An attorney for Mr. Parus said his client stands by what he said in the interviews but wasn't available to comment.
Ross Pillari, who stepped down as chief executive of BP's U.S. operations this year, said Texas City had been neglected, according to a BP interview on April 27. Senior BP-Amoco executives at the time of the merger "tried to squeeze as much out of [Texas City], so maintenance was neglected. The directive was to keep expenditures low because of 10 years of lousy refinery margins," according to a summary of his interview. Refinery margins are an industry measure of profitability. Mr. Pillari declined to comment.
In addition to BP's management structure, one executive also cited Lord Browne's attitude toward safety. In an interview conducted on June 21, Greg Coleman, who was vice president of BP's health, safety and environmental programs before he left the company, said Lord Browne "showed little interest" in safety and demonstrated "no passion, no curiosity, no interest" in safety issues, according to his interview notes.Poor Lord Browne, "repeatedly voted the best businessman in Britain." has had a very bad couple of years, according to Britain's Daily Telegraph, leading observers to wonder whether or not he will be able to stay on until his announced retirement date at the end of 2008:
The first signs that not all was well came in March, when 200,000 barrels of oil spilled onto the Prudhoe Bay tundra from a leaking pipeline. It appeared to be an isolated incident, but it set off a chain of events that led to the realisation that miles of pipes were dangerously corroded. In August, almost half the field had to be shut down.More BP stories here.

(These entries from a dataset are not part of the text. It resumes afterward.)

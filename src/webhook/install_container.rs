// Copyright (c) 2025 Erick Bourgeois, firestoned
// SPDX-License-Identifier: MIT

//! Scaffold of the install init container appended to injected pods.
//!
//! The mutators decorate the scaffold with their own arguments, mounts and
//! environment before it is appended.

use crate::constants::{DEFAULT_INSTALL_CONTAINER_USER, INSTALL_CONTAINER_NAME};
use crate::crd::DynaKube;
use crate::feature_flags::{FAILURE_POLICY_FAIL, FAILURE_POLICY_SILENT};
use crate::labels::ANNOTATION_FAILURE_POLICY;
use k8s_openapi::api::core::v1::{
    Capabilities, Container, EnvVar, EnvVarSource, ObjectFieldSelector, Pod, ResourceRequirements,
    SeccompProfile, SecurityContext,
};
use k8s_openapi::apimachinery::pkg::api::resource::Quantity;
use kube::ResourceExt;
use std::collections::BTreeMap;

pub const ENV_FAILURE_POLICY: &str = "FAILURE_POLICY";
pub const ENV_POD_NAME: &str = "K8S_PODNAME";
pub const ENV_POD_UID: &str = "K8S_PODUID";
pub const ENV_BASE_POD_NAME: &str = "K8S_BASEPODNAME";
pub const ENV_CLUSTER_ID: &str = "K8S_CLUSTER_ID";
pub const ENV_NAMESPACE: &str = "K8S_NAMESPACE";
pub const ENV_NODE_NAME: &str = "K8S_NODE_NAME";

const ROOT_ID: i64 = 0;

fn field_env(name: &str, field_path: &str) -> EnvVar {
    EnvVar {
        name: name.to_string(),
        value_from: Some(EnvVarSource {
            field_ref: Some(ObjectFieldSelector {
                field_path: field_path.to_string(),
                ..Default::default()
            }),
            ..Default::default()
        }),
        ..Default::default()
    }
}

fn value_env(name: &str, value: &str) -> EnvVar {
    EnvVar {
        name: name.to_string(),
        value: Some(value.to_string()),
        ..Default::default()
    }
}

/// Build the install container for `pod`.
#[must_use]
pub fn build_install_container(image: &str, cluster_id: &str, pod: &Pod, dk: &DynaKube) -> Container {
    Container {
        name: INSTALL_CONTAINER_NAME.to_string(),
        image: Some(image.to_string()),
        image_pull_policy: Some("IfNotPresent".to_string()),
        args: Some(vec!["init".to_string()]),
        env: Some(vec![
            value_env(ENV_FAILURE_POLICY, failure_policy(pod, dk)),
            field_env(ENV_POD_NAME, "metadata.name"),
            field_env(ENV_POD_UID, "metadata.uid"),
            value_env(ENV_BASE_POD_NAME, &base_pod_name(pod)),
            value_env(ENV_CLUSTER_ID, cluster_id),
            field_env(ENV_NAMESPACE, "metadata.namespace"),
            field_env(ENV_NODE_NAME, "spec.nodeName"),
        ]),
        security_context: Some(security_context(pod, dk)),
        resources: Some(init_resources(dk)),
        ..Default::default()
    }
}

/// Pod annotation when it names a valid policy, then the feature flag.
#[must_use]
pub fn failure_policy(pod: &Pod, dk: &DynaKube) -> &'static str {
    match pod.annotations().get(ANNOTATION_FAILURE_POLICY).map(String::as_str) {
        Some(FAILURE_POLICY_FAIL) => FAILURE_POLICY_FAIL,
        Some(FAILURE_POLICY_SILENT) => FAILURE_POLICY_SILENT,
        _ => dk.feature_flags().injection_failure_policy(),
    }
}

/// Generate name (or name) of the pod up to its last dash.
#[must_use]
pub fn base_pod_name(pod: &Pod) -> String {
    let name = pod
        .metadata
        .generate_name
        .as_deref()
        .filter(|s| !s.is_empty())
        .or(pod.metadata.name.as_deref())
        .unwrap_or_default();
    match name.rfind('-') {
        Some(idx) => name[..idx].to_string(),
        None => name.to_string(),
    }
}

/// User and group of the first container, then of the pod, then the default.
fn run_as(pod: &Pod) -> (i64, i64) {
    let spec = pod.spec.as_ref();
    let container_sc = spec
        .and_then(|s| s.containers.first())
        .and_then(|c| c.security_context.as_ref());
    let pod_sc = spec.and_then(|s| s.security_context.as_ref());

    let user = container_sc
        .and_then(|sc| sc.run_as_user)
        .or_else(|| pod_sc.and_then(|sc| sc.run_as_user))
        .unwrap_or(DEFAULT_INSTALL_CONTAINER_USER);
    let group = container_sc
        .and_then(|sc| sc.run_as_group)
        .or_else(|| pod_sc.and_then(|sc| sc.run_as_group))
        .unwrap_or(DEFAULT_INSTALL_CONTAINER_USER);
    (user, group)
}

fn security_context(pod: &Pod, dk: &DynaKube) -> SecurityContext {
    let (user, group) = run_as(pod);
    SecurityContext {
        privileged: Some(false),
        allow_privilege_escalation: Some(false),
        read_only_root_filesystem: Some(true),
        run_as_non_root: Some(!(user == ROOT_ID && group == ROOT_ID)),
        run_as_user: Some(user),
        run_as_group: Some(group),
        capabilities: Some(Capabilities {
            drop: Some(vec!["ALL".to_string()]),
            ..Default::default()
        }),
        seccomp_profile: dk.feature_flags().init_container_seccomp().then(|| SeccompProfile {
            type_: "RuntimeDefault".to_string(),
            ..Default::default()
        }),
        ..Default::default()
    }
}

/// Resources of the install container: the `DynaKube` value or the defaults.
#[must_use]
pub fn init_resources(dk: &DynaKube) -> ResourceRequirements {
    if let Some(resources) = dk.init_resources() {
        return resources.clone();
    }
    let quantities = |cpu: &str, memory: &str| {
        BTreeMap::from([
            ("cpu".to_string(), Quantity(cpu.to_string())),
            ("memory".to_string(), Quantity(memory.to_string())),
        ])
    };
    ResourceRequirements {
        requests: Some(quantities("30m", "30Mi")),
        limits: Some(quantities("100m", "60Mi")),
        ..Default::default()
    }
}

#[cfg(test)]
#[path = "install_container_tests.rs"]
mod install_container_tests;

BP faces a criminal investigation as well as inquiries by regulators and Congressional investigations into its maintenance record, amid allegations that the company neglected its infrastructure for years to boost profits.
In many aspects, what has happened in Alaska merely mirrored what was going on thousands of miles to the south in Texas City, where a refinery explosion killed 15 people and injured scores of others in 2005.
BP settled lawsuits with the families of those killed, but not before a report from the Chemical Safety Board catalogued years of unheeded warnings about the potential for disaster at the site. The regulator claimed that management was sub-standard, unsafe and antiquated equipment was not replaced and maintenance was deficient.
A website set up by lawyers for one of those whose parents were killed in the blast is publishing ever more damaging documents that show that Lord Browne himself knew of the poor safety record at the refinery, where workers feared for their lives every day and where even its managers admitted equipment was patched together with "band aids and super glue".
But if those are the two incidents that have generated the most headlines, they merely head an ever growing list of problems filling Lord Browne's in-tray.
The company was forced to admit that production at its Thunderhorse platform in the Gulf of Mexico would have to be delayed again after more problems were discovered.
BP's trading operations face criminal and civil investigations into whether the company has purposely manipulated the crude oil, petrol and propane markets.
Just yesterday the company found itself on the wrong end of a Supreme Court ruling over royalty rates that could see it forced to pay millions of dollars, on top of $30m of back taxes.
That pales into insignificance compared with the $1.4bn tax bill BP's Russian joint venture was forced to pay the Kremlin this month. The Russian government, in a bid to exert its control over its energy resources, is also threatening to withdraw some of BP-TNK's licences, ostensibly on environmental grounds.